Town in West Darfur, Sudan

Kreinik (كرينك), or Al Kuraynik or Kereneik, is a town in West Darfur, Sudan, located 50 mi east of Geneina.

== History ==
Kreinik has been the site of inter-communal conflict, with clashes between Arab nomads and the Masalit tribe, and massacres committed against the Masalit people. The conflict has led to civilian casualties and displacement.

During the War in Darfur, it served as a refugee camp for Masalit civilians who fled massacres by the Arab Janjaweed militias. In 2012, armed militias seized farms in the town. Following the 2021 Darfur clashes, many refugees from Kreinik fled and settled in Foro Baranga.
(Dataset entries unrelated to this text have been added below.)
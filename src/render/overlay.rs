//! Stats overlay, clear color and window title.
//!
//! Rectangles and text lines from the [`Frame`] are mirrored into absolutely
//! positioned UI nodes. Node geometry is only written when it actually moves,
//! since any `Node` change makes the UI layout engine recompute the tree.

use bevy::prelude::*;
use bevy::window::PrimaryWindow;

use crate::config::{colors, overlay};
use crate::render::Frame;

/// Marks a pooled UI node mirroring `Frame::rects[index]`
#[derive(Component, Debug, Clone, Copy)]
pub struct OverlayRect {
    pub index: usize,
}

/// Marks a pooled text node mirroring `Frame::texts[index]`
#[derive(Component, Debug, Clone, Copy)]
pub struct OverlayLine {
    pub index: usize,
}

/// Absolutely positioned node anchored at a screen pixel
pub fn absolute_node(x: f32, y: f32) -> Node {
    Node {
        position_type: PositionType::Absolute,
        left: Val::Px(x),
        top: Val::Px(y),
        ..default()
    }
}

/// Font for overlay lines
pub fn overlay_text_font() -> TextFont {
    TextFont {
        font_size: overlay::FONT_SIZE,
        ..default()
    }
}

fn move_node(node: &mut Mut<Node>, x: f32, y: f32) {
    if node.left != Val::Px(x) || node.top != Val::Px(y) {
        node.left = Val::Px(x);
        node.top = Val::Px(y);
    }
}

pub fn apply_clear_color(frame: Res<Frame>, mut clear: ResMut<ClearColor>) {
    let color = Color::from(frame.clear);
    if clear.0 != color {
        clear.0 = color;
    }
}

pub fn sync_overlay_rects(
    mut commands: Commands,
    frame: Res<Frame>,
    mut spawned: Local<usize>,
    mut rects: Query<(&OverlayRect, &mut Node, &mut BackgroundColor, &mut Visibility)>,
) {
    for (rect, mut node, mut background, mut visibility) in &mut rects {
        let Some(draw) = frame.rects.get(rect.index) else {
            visibility.set_if_neq(Visibility::Hidden);
            continue;
        };

        move_node(&mut node, draw.x, draw.y);
        if node.width != Val::Px(draw.width) || node.height != Val::Px(draw.height) {
            node.width = Val::Px(draw.width);
            node.height = Val::Px(draw.height);
        }
        background.set_if_neq(BackgroundColor(draw.color.into()));
        visibility.set_if_neq(Visibility::Inherited);
    }

    for (index, draw) in frame.rects.iter().enumerate().skip(*spawned) {
        commands.spawn((
            OverlayRect { index },
            Node {
                width: Val::Px(draw.width),
                height: Val::Px(draw.height),
                ..absolute_node(draw.x, draw.y)
            },
            BackgroundColor(draw.color.into()),
            ZIndex(0),
        ));
    }
    *spawned = (*spawned).max(frame.rects.len());
}

pub fn sync_overlay_text(
    mut commands: Commands,
    frame: Res<Frame>,
    mut spawned: Local<usize>,
    mut lines: Query<(&OverlayLine, &mut Text, &mut Node, &mut Visibility)>,
) {
    for (line, mut text, mut node, mut visibility) in &mut lines {
        let Some(draw) = frame.texts.get(line.index) else {
            visibility.set_if_neq(Visibility::Hidden);
            continue;
        };

        if text.0 != draw.text {
            text.0.clone_from(&draw.text);
        }
        move_node(&mut node, draw.x, draw.y);
        visibility.set_if_neq(Visibility::Inherited);
    }

    for (index, draw) in frame.texts.iter().enumerate().skip(*spawned) {
        commands.spawn((
            OverlayLine { index },
            Text::new(draw.text.clone()),
            overlay_text_font(),
            TextColor(colors::TEXT.into()),
            absolute_node(draw.x, draw.y),
            ZIndex(1),
        ));
    }
    *spawned = (*spawned).max(frame.texts.len());
}

pub fn apply_window_title(frame: Res<Frame>, window: Single<&mut Window, With<PrimaryWindow>>) {
    let Some(title) = &frame.title else {
        return;
    };

    let mut window = window.into_inner();
    if window.title != *title {
        window.title.clone_from(title);
    }
}
//! Gopher entity model and the randomness it is spawned from.
//!
//! Gophers are plain data owned by [`crate::sim::Gophermark`], not Bevy
//! entities; the renderer mirrors them into pooled sprite entities.

mod gopher;
mod rng;

pub use gopher::*;
pub use rng::*;
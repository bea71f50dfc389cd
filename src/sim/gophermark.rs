//! The gophermark simulation state and its per-tick rules.

use bevy::prelude::*;

use crate::components::{FastRng, Gopher, RandomSource};
use crate::config::{colors, overlay, GophermarkConfig, APP_NAME};
use crate::metrics::HostRates;
use crate::render::FrameTarget;
use crate::sim::{Game, TickInput};

/// Resource owning every gopher plus the random stream they draw from.
///
/// Gophers are stored in an append-only arena: they are never removed, and
/// callers address them by index since a spawn may reallocate.
#[derive(Resource)]
pub struct Gophermark<R: RandomSource = FastRng> {
    total: usize,
    size: Vec2,
    sprite_size: Vec2,
    gophers: Vec<Gopher>,
    config: GophermarkConfig,
    rng: R,
}

impl<R: RandomSource> Gophermark<R> {
    /// Create the simulation with `config.initial_count` gophers at the origin
    pub fn new(config: GophermarkConfig, sprite_size: Vec2, rng: R) -> Self {
        let mut gophermark = Self {
            total: 0,
            size: Vec2::ZERO,
            sprite_size,
            gophers: Vec::with_capacity(config.initial_count),
            config,
            rng,
        };
        let initial = gophermark.config.initial_count;
        gophermark.spawn_batch(Vec2::ZERO, initial);
        info!("Spawned {} initial gophers", initial);
        gophermark
    }

    /// Total gophers spawned so far
    pub fn total(&self) -> usize {
        self.total
    }

    /// Current viewport size
    pub fn size(&self) -> Vec2 {
        self.size
    }

    pub fn gophers(&self) -> &[Gopher] {
        &self.gophers
    }

    /// Append `count` gophers at `position`
    pub fn spawn_batch(&mut self, position: Vec2, count: usize) {
        self.gophers.reserve(count);
        for _ in 0..count {
            let gopher = Gopher::spawn(position, &self.config.palette, &mut self.rng);
            self.gophers.push(gopher);
        }
        self.total += count;
    }
}

impl<R: RandomSource> Game for Gophermark<R> {
    fn update(&mut self, input: &TickInput) {
        let bounds = self.size - self.sprite_size;
        let gravity = self.config.gravity;

        for gopher in &mut self.gophers {
            gopher.step(gravity, bounds, &mut self.rng);
        }

        if input.spawn_held {
            let batch = self.config.spawn_batch;
            self.spawn_batch(input.cursor, batch);
            debug!(
                "Spawned {} gophers at ({}, {}), total {}",
                batch, input.cursor.x, input.cursor.y, self.total
            );
        }
    }

    fn draw(&self, target: &mut impl FrameTarget, rates: &HostRates) {
        target.fill(colors::BACKGROUND);

        for gopher in &self.gophers {
            target.draw_sprite(gopher.position, gopher.tint);
        }

        let [x, y, width, height] = overlay::PANEL;
        target.fill_rect(x, y, width, height, colors::PANEL_BG);

        let (x, y) = overlay::FPS_LINE;
        target.print_at(&format!("fps: {:.2}", rates.fps), x, y);
        let (x, y) = overlay::TPS_LINE;
        target.print_at(&format!("tps: {:.2}", rates.tps), x, y);
        let (x, y) = overlay::COUNT_LINE;
        target.print_at(&format!("gophers: {}", self.total), x, y);

        target.set_title(&format!(
            "{}, fps: {:.2}, gophers: {}",
            APP_NAME, rates.fps, self.total
        ));
    }

    fn layout(&mut self, width: f32, height: f32) -> (f32, f32) {
        self.size = Vec2::new(width, height);
        (width, height)
    }
}
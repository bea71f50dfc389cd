//! Main gophermark plugin that hosts the simulation inside Bevy.

use bevy::prelude::*;
use bevy::window::{PrimaryWindow, WindowResized};

use crate::components::FastRng;
use crate::config::{GophermarkConfig, TICKS_PER_SECOND};
use crate::metrics::{record_tick, MetricsPlugin};
use crate::render::{decode_sprite, GopherSprite, RenderPlugin, SpriteSource};
use crate::sim::{Game, Gophermark, TickInput};

/// Main plugin for the gophermark
#[derive(Default)]
pub struct GophermarkPlugin {
    pub config: GophermarkConfig,
}

impl Plugin for GophermarkPlugin {
    fn build(&self, app: &mut App) {
        app
            // Resources
            .insert_resource(self.config.clone())
            .insert_resource(Time::<Fixed>::from_hz(TICKS_PER_SECOND))
            .init_resource::<SpriteSource>()
            // Sub-plugins
            .add_plugins(MetricsPlugin)
            .add_plugins(RenderPlugin)
            // Core systems
            .add_systems(Startup, (setup_camera, load_gophermark).chain())
            // Layout before the fixed loop, so a tick never sees a stale viewport
            .add_systems(
                PreUpdate,
                apply_layout.run_if(resource_exists::<Gophermark>),
            )
            .add_systems(
                FixedUpdate,
                (tick_gophermark, record_tick)
                    .chain()
                    .run_if(resource_exists::<Gophermark>),
            )
            .add_systems(Update, handle_input);
    }
}

/// Setup the camera for sprite and UI rendering
fn setup_camera(mut commands: Commands) {
    commands.spawn(Camera2d);
}

/// Decode the sprite and create the simulation sized to the primary window.
///
/// A decode failure is fatal: log it and exit with a non-zero code.
fn load_gophermark(
    mut commands: Commands,
    mut images: ResMut<Assets<Image>>,
    config: Res<GophermarkConfig>,
    source: Res<SpriteSource>,
    window: Single<&Window, With<PrimaryWindow>>,
    mut exit: MessageWriter<AppExit>,
) {
    let image = match decode_sprite(source.0) {
        Ok(image) => image,
        Err(e) => {
            error!("Startup failed: {}", e);
            exit.write(AppExit::from_code(1));
            return;
        }
    };

    let sprite_size = image.size_f32();
    commands.insert_resource(GopherSprite {
        handle: images.add(image),
        size: sprite_size,
    });

    let mut gophermark = Gophermark::new((*config).clone(), sprite_size, FastRng::from_time());
    let (width, height) = gophermark.layout(window.width(), window.height());
    info!(
        "Viewport {}x{}, sprite {}x{}",
        width, height, sprite_size.x, sprite_size.y
    );
    commands.insert_resource(gophermark);
}

/// Advance the simulation one tick with the current pointer state
fn tick_gophermark(
    buttons: Res<ButtonInput<MouseButton>>,
    window: Single<&Window, With<PrimaryWindow>>,
    mut cursor: Local<Vec2>,
    mut gophermark: ResMut<Gophermark>,
) {
    // Keep the last known position while the pointer is outside the window
    if let Some(position) = window.cursor_position() {
        *cursor = position;
    }

    gophermark.update(&TickInput {
        spawn_held: buttons.pressed(MouseButton::Left),
        cursor: *cursor,
    });
}

/// Forward primary window resizes to the simulation
fn apply_layout(
    mut resized: MessageReader<WindowResized>,
    primary: Single<Entity, With<PrimaryWindow>>,
    mut gophermark: ResMut<Gophermark>,
) {
    for event in resized.read() {
        let size = Vec2::new(event.width, event.height);
        if event.window != *primary || gophermark.size() == size {
            continue;
        }
        let (width, height) = gophermark.layout(event.width, event.height);
        info!("Viewport resized to {}x{}", width, height);
    }
}

/// Handle keyboard input
fn handle_input(
    keyboard: Res<ButtonInput<KeyCode>>,
    gophermark: Option<Res<Gophermark>>,
    mut exit: MessageWriter<AppExit>,
) {
    // Escape to exit
    if keyboard.just_pressed(KeyCode::Escape) {
        if let Some(gophermark) = gophermark {
            info!("Exiting with {} gophers", gophermark.total());
        }
        exit.write(AppExit::Success);
    }
}
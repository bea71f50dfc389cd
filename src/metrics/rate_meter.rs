//! Event-rate measurement for frames and ticks.

use bevy::prelude::*;

use crate::config::RATE_WINDOW_SECS;

/// Counts events per second over an interval refreshed about once a
/// second. The last computed rate is held between refreshes.
#[derive(Debug, Clone)]
pub struct RateMeter {
    /// Start of the current interval, unset until the first refresh
    started: Option<f64>,
    /// Events counted since `started`
    count: u64,
    rate: f64,
    interval_secs: f64,
}

impl Default for RateMeter {
    fn default() -> Self {
        Self::new(RATE_WINDOW_SECS)
    }
}

impl RateMeter {
    pub fn new(interval_secs: f64) -> Self {
        Self {
            started: None,
            count: 0,
            rate: 0.0,
            interval_secs,
        }
    }

    /// Record one event at `now` seconds. The first event only anchors the
    /// interval.
    pub fn record(&mut self, now: f64) {
        if self.started.is_some() {
            self.count += 1;
        }
        self.refresh(now);
    }

    /// Count one event without a timestamp. The rate is computed at the
    /// next [`refresh`](Self::refresh).
    pub fn tally(&mut self) {
        self.count += 1;
    }

    /// Close the interval if it has run for at least `interval_secs`.
    ///
    /// Events tallied before the first refresh are discarded.
    pub fn refresh(&mut self, now: f64) {
        let Some(started) = self.started else {
            self.started = Some(now);
            self.count = 0;
            return;
        };

        let elapsed = now - started;
        if elapsed >= self.interval_secs && elapsed > 0.0 {
            self.rate = self.count as f64 / elapsed;
            self.count = 0;
            self.started = Some(now);
        }
    }

    /// Events per second over the last closed interval, 0 before the first
    pub fn rate(&self) -> f64 {
        self.rate
    }
}

/// Snapshot of measured rates handed to the render step
#[derive(Debug, Clone, Copy, Default, PartialEq)]
pub struct HostRates {
    /// Frames per second
    pub fps: f64,
    /// Simulation ticks per second
    pub tps: f64,
}

/// Resource tracking frame and tick rates
#[derive(Resource, Debug, Default)]
pub struct RateMeters {
    pub frames: RateMeter,
    pub ticks: RateMeter,
}

impl RateMeters {
    pub fn rates(&self) -> HostRates {
        HostRates {
            fps: self.frames.rate(),
            tps: self.ticks.rate(),
        }
    }
}

/// Record a frame and close the tick interval against the same real-time
/// instant.
///
/// Runs before the fixed loop, so the tick count covers whole frames.
pub fn record_frame(time: Res<Time<Real>>, mut meters: ResMut<RateMeters>) {
    let now = time.elapsed_secs_f64();
    meters.frames.record(now);
    meters.ticks.refresh(now);
}

/// Count a simulation tick.
///
/// Real time only advances once per frame, so ticks carry no timestamp of
/// their own.
pub fn record_tick(mut meters: ResMut<RateMeters>) {
    meters.ticks.tally();
}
In December 2021, dozens were killed in tribal clashes. On 24 April 2022, a thousand militants murdered more than 200 people in the Kreinik massacre, while the town was torched including the town's hospital. A Médecins Sans Frontières team returned to Kreinik in December 2022 to rebuild the destroyed hospital.

During the 2023 War in Sudan between the Rapid Support Forces (RSF) and the Sudanese Armed Forces (SAF), the town has been under control of the RSF, as has most of West Darfur. In November 2023, the RSF in Kereneik, imposed a ban on civilians crossing into Chad, citing the restoration of regional security. Violators faced hefty fines. This followed widespread violence against civilians, with accusations against the RSF of fuelling violence and committing war crimes in West Darfur. The RSF and allied Arab militias imposed exorbitant penalties on those transporting civilians to Chad. Since then, the area has been isolated since 2023, with the main supply route closed off by the Sudanese Armed Forces. This has made it difficult for humanitarian aid to reach the area. Despite the challenges, aid agencies have been working to provide support, including food, shelter, and medical assistance.

== Demographics ==
Kreinik is inhabited mostly by the Masalit, the biggest ethnic group in West Darfur. It became home to many displaced ethnic black Masalit communities in the 2000s and the 2010s.